→ **TASK GOAL**: Among the entries below, determine how many lines contain the word "EnvFilter" and state only that figure.

→ **EXERCISE INPUT**:
= Beginning of Section =

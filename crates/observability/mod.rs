mod alert_webhook;
mod config;
mod layer;
mod notifier;

use anyhow::Result;
use alert_webhook::AlertWebhookProvider;
use config::ObservabilityConfig;
use layer::AlertLayer;
use notifier::Notifier;
use std::sync::Arc;
use tracing::{info, warn};
use tracing_subscriber::{EnvFilter, Layer, layer::SubscriberExt, util::SubscriberInitExt};

/// Installs the global subscriber for one process (`backend`, `worker`).
///
/// Must run inside a tokio runtime when an alert webhook is configured.
pub fn init_observability(component: &str) -> Result<()> {
    let mut config = ObservabilityConfig::from_env(component);

    let alert_layer = match config.alerts.as_ref() {
        Some(alerts) => match AlertWebhookProvider::new(alerts.webhook_url.clone()) {
            Ok(provider) => {
                let notifier = Notifier::new(vec![Arc::new(provider)], alerts.dedup_window);
                Some(
                    AlertLayer::new(notifier, config.service_context.clone(), alerts.min_level)
                        .with_filter(tracing_subscriber::filter::LevelFilter::from_level(
                            alerts.min_level,
                        )),
                )
            }
            Err(err) => {
                config
                    .warnings
                    .push(format!("alert webhook client failed to build; alerts disabled ({err})"));
                None
            }
        },
        None => None,
    };

    let env_filter = EnvFilter::try_from_default_env().unwrap_or_else(|_| EnvFilter::new("info"));

    let fmt_layer = tracing_subscriber::fmt::layer()
        .with_timer(tracing_subscriber::fmt::time::ChronoLocal::rfc_3339());

    let alerts_enabled = alert_layer.is_some();

    tracing_subscriber::registry()
        .with(fmt_layer)
        .with(alert_layer)
        .with(env_filter)
        .try_init()?;

    for warning in &config.warnings {
        warn!(
            service = %config.service_context.service_name,
            environment = %config.service_context.environment,
            component = %config.service_context.component,
            warning = %warning,
            "observability: config warning"
        );
    }

    info!(
        service = %config.service_context.service_name,
        environment = %config.service_context.environment,
        component = %config.service_context.component,
        alerts_enabled,
        "observability: initialized"
    );

    Ok(())
}
use serde::Deserialize;
use thiserror::Error;

use crate::infra::security::signatures::verify_signature;

pub const SIGNATURE_HEADER: &str = "x-razorpay-signature";
const UNKNOWN_EVENT_ID: &str = "unknown";

#[derive(Debug, Error, PartialEq, Eq)]
pub enum RazorpayWebhookError {
    #[error("missing or invalid webhook signature")]
    InvalidSignature,
    #[error("webhook body is not valid JSON: {0}")]
    InvalidPayload(String),
}

/// Verifies and decodes Razorpay webhook deliveries.
pub struct RazorpayWebhookVerifier {
    webhook_secret: String,
}

#[derive(Debug, Clone, Default, Deserialize)]
pub struct RazorpayEvent {
    pub id: Option<String>,
    #[serde(default)]
    pub event: String,
    pub created_at: Option<i64>,
    #[serde(default)]
    pub payload: RazorpayPayload,
}

#[derive(Debug, Clone, Default, Deserialize)]
pub struct RazorpayPayload {
    pub payment: Option<EntityWrapper<RazorpayPayment>>,
    pub subscription: Option<EntityWrapper<RazorpaySubscription>>,
}

#[derive(Debug, Clone, Default, Deserialize)]
pub struct EntityWrapper<T> {
    pub entity: T,
}

#[derive(Debug, Clone, Default, Deserialize)]
pub struct RazorpayPayment {
    pub id: Option<String>,
    pub amount: Option<i64>,
    pub currency: Option<String>,
    pub subscription_id: Option<String>,
    pub invoice_url: Option<String>,
}

#[derive(Debug, Clone, Default, Deserialize)]
pub struct RazorpaySubscription {
    pub id: Option<String>,
    pub plan_id: Option<String>,
    pub current_start: Option<i64>,
    pub current_end: Option<i64>,
    pub end_at: Option<i64>,
}

impl RazorpayWebhookVerifier {
    pub fn new(webhook_secret: String) -> Self {
        Self { webhook_secret }
    }

    pub fn verify_and_parse(
        &self,
        payload: &[u8],
        signature: Option<&str>,
    ) -> Result<RazorpayEvent, RazorpayWebhookError> {
        let signature = signature
            .filter(|value| !value.trim().is_empty())
            .ok_or(RazorpayWebhookError::InvalidSignature)?;

        if !verify_signature(&self.webhook_secret, payload, signature) {
            return Err(RazorpayWebhookError::InvalidSignature);
        }

        serde_json::from_slice(payload)
            .map_err(|err| RazorpayWebhookError::InvalidPayload(err.to_string()))
    }
}

impl RazorpayEvent {
    pub fn payment(&self) -> Option<&RazorpayPayment> {
        self.payload.payment.as_ref().map(|wrapper| &wrapper.entity)
    }

    pub fn subscription(&self) -> Option<&RazorpaySubscription> {
        self.payload.subscription.as_ref().map(|wrapper| &wrapper.entity)
    }

    /// Dedup key: payment id, then subscription id, then the event id.
    pub fn idempotency_key(&self) -> String {
        self.payment()
            .and_then(|payment| payment.id.clone())
            .or_else(|| self.subscription().and_then(|sub| sub.id.clone()))
            .or_else(|| self.id.clone())
            .unwrap_or_else(|| UNKNOWN_EVENT_ID.to_string())
    }

    /// Gateway subscription id the event refers to, if any.
    pub fn subscription_id(&self) -> Option<String> {
        self.subscription()
            .and_then(|sub| sub.id.clone())
            .or_else(|| self.payment().and_then(|payment| payment.subscription_id.clone()))
    }
}

#[cfg(test)]
mod tests {
    use super::*;
    use crate::infra::security::signatures::sign_payload;
    use serde_json::json;

    fn signed(body: &serde_json::Value) -> (Vec<u8>, String) {
        let bytes = serde_json::to_vec(body).unwrap();
        let signature = sign_payload("rzp_secret", &bytes).unwrap();
        (bytes, signature)
    }

    #[test]
    fn rejects_missing_or_wrong_signature() {
        let verifier = RazorpayWebhookVerifier::new("rzp_secret".to_string());
        let (body, _) = signed(&json!({"event": "invoice.paid"}));

        assert_eq!(
            verifier.verify_and_parse(&body, None).unwrap_err(),
            RazorpayWebhookError::InvalidSignature
        );
        assert_eq!(
            verifier.verify_and_parse(&body, Some("deadbeef")).unwrap_err(),
            RazorpayWebhookError::InvalidSignature
        );
    }

    #[test]
    fn signed_non_json_body_is_invalid_payload() {
        let verifier = RazorpayWebhookVerifier::new("rzp_secret".to_string());
        let body = b"not json";
        let signature = sign_payload("rzp_secret", body).unwrap();

        assert!(matches!(
            verifier.verify_and_parse(body, Some(&signature)),
            Err(RazorpayWebhookError::InvalidPayload(_))
        ));
    }

    #[test]
    fn idempotency_key_prefers_payment_then_subscription_then_event() {
        let verifier = RazorpayWebhookVerifier::new("rzp_secret".to_string());

        let (body, sig) = signed(&json!({
            "id": "evt_1",
            "event": "payment.failed",
            "payload": {
                "payment": {"entity": {"id": "pay_1", "subscription_id": "sub_9"}},
                "subscription": {"entity": {"id": "sub_1"}}
            }
        }));
        let event = verifier.verify_and_parse(&body, Some(&sig)).unwrap();
        assert_eq!(event.idempotency_key(), "pay_1");
        assert_eq!(event.subscription_id().as_deref(), Some("sub_1"));

        let (body, sig) = signed(&json!({
            "id": "evt_2",
            "event": "subscription.halted",
            "payload": {"subscription": {"entity": {"id": "sub_2"}}}
        }));
        let event = verifier.verify_and_parse(&body, Some(&sig)).unwrap();
        assert_eq!(event.idempotency_key(), "sub_2");

        let (body, sig) = signed(&json!({"id": "evt_3", "event": "order.paid"}));
        let event = verifier.verify_and_parse(&body, Some(&sig)).unwrap();
        assert_eq!(event.idempotency_key(), "evt_3");

        let (body, sig) = signed(&json!({"event": "order.paid"}));
        let event = verifier.verify_and_parse(&body, Some(&sig)).unwrap();
        assert_eq!(event.idempotency_key(), "unknown");
    }
}
use async_trait::async_trait;
use mockall::automock;

use crate::domain::value_objects::webhooks::DeliveryOutcome;

/// Performs one HTTP delivery, signed when a signature is given.
/// Transport failures are folded into the outcome.
#[automock]
#[async_trait]
pub trait WebhookDispatcher: Send + Sync {
    async fn deliver(&self, url: &str, body: &str, signature: Option<String>) -> DeliveryOutcome;
}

= End of Section =

→ **ANSWER FOR THIS EXERCISE**: 2